## Aim of the exercise:
The reply must be the number of lines in the following material that include the word "read", and nothing more.

## Data for processing:
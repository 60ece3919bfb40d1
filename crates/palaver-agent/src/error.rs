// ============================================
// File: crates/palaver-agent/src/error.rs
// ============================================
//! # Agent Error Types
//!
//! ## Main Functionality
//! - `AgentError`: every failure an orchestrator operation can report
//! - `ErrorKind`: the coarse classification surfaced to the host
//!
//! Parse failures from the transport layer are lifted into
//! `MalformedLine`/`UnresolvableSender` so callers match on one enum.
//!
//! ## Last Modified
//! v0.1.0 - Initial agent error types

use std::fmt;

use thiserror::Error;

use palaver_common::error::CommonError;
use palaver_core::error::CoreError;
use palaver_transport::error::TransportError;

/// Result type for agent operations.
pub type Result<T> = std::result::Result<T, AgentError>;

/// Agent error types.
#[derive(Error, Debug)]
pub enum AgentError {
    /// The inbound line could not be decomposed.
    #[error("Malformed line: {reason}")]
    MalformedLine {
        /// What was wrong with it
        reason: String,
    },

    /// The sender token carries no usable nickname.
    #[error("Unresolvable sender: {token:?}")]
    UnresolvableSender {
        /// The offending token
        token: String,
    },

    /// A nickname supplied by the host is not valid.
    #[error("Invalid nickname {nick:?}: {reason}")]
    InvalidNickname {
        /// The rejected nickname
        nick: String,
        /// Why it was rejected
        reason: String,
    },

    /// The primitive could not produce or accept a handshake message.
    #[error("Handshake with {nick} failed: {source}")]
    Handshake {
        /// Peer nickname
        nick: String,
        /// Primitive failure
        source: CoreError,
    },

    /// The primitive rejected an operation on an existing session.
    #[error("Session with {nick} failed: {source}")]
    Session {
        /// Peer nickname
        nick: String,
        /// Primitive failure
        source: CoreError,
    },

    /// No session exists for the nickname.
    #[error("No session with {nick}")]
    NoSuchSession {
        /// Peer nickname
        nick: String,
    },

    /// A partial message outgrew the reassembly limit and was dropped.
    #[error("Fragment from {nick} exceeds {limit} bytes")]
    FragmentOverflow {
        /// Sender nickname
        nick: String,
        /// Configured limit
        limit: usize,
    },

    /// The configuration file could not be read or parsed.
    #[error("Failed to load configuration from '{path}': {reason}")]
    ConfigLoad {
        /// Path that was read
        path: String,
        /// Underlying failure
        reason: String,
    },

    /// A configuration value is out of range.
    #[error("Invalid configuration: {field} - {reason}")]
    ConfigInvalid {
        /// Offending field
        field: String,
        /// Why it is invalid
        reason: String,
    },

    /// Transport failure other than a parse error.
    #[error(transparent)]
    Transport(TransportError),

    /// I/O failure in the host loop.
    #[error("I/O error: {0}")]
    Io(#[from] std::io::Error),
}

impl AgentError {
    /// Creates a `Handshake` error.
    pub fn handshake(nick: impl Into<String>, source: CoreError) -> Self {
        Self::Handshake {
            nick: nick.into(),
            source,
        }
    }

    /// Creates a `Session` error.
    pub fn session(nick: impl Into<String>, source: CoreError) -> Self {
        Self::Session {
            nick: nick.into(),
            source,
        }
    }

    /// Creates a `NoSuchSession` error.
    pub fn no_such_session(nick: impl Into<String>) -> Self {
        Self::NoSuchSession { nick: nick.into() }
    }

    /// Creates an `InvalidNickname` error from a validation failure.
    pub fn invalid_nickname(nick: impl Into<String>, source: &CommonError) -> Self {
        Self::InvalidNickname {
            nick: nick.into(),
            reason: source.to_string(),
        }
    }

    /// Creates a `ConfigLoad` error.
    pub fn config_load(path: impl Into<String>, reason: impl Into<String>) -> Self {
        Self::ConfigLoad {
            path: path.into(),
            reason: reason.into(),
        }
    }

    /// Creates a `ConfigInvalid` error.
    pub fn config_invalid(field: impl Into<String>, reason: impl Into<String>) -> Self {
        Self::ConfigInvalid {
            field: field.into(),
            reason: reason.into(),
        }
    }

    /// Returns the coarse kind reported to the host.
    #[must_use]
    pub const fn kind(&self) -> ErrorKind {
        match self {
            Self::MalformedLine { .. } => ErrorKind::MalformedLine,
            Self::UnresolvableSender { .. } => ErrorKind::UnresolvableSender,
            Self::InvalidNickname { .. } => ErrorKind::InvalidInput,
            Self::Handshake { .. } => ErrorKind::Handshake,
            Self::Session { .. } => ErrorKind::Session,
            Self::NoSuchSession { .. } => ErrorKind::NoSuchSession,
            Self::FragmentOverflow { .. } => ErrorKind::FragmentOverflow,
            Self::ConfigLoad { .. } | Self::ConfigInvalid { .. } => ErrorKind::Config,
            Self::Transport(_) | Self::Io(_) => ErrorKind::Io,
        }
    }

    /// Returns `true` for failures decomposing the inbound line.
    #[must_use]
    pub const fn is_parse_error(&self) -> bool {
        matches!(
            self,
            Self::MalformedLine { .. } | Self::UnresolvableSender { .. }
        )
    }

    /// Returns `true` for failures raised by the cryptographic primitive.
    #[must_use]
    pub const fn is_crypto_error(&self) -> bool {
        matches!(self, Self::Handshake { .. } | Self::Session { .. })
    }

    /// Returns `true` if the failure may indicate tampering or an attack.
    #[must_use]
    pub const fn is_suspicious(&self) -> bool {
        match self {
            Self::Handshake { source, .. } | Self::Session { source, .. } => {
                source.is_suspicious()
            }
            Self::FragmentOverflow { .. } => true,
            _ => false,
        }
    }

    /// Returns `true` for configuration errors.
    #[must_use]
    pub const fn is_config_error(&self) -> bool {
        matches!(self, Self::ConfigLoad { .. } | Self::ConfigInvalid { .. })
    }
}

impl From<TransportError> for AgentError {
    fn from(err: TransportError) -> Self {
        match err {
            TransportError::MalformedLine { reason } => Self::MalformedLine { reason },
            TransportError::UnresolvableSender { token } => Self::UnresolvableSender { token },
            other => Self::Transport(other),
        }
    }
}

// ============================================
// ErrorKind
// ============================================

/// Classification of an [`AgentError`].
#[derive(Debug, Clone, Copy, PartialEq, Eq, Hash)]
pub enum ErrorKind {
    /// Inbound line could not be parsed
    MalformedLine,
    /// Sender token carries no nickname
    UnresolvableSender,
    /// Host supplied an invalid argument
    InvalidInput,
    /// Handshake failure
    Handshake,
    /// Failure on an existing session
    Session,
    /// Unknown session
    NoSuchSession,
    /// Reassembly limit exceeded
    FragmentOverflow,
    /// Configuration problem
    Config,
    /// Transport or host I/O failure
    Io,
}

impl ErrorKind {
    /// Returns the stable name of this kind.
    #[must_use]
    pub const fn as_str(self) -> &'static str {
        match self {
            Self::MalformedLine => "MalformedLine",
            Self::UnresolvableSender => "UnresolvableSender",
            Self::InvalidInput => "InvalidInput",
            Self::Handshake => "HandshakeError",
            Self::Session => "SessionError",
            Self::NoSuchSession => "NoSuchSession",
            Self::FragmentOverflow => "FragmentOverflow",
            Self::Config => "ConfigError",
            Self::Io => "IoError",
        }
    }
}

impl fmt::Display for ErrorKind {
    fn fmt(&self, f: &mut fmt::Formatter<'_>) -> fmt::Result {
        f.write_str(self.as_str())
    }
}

## Task response:
2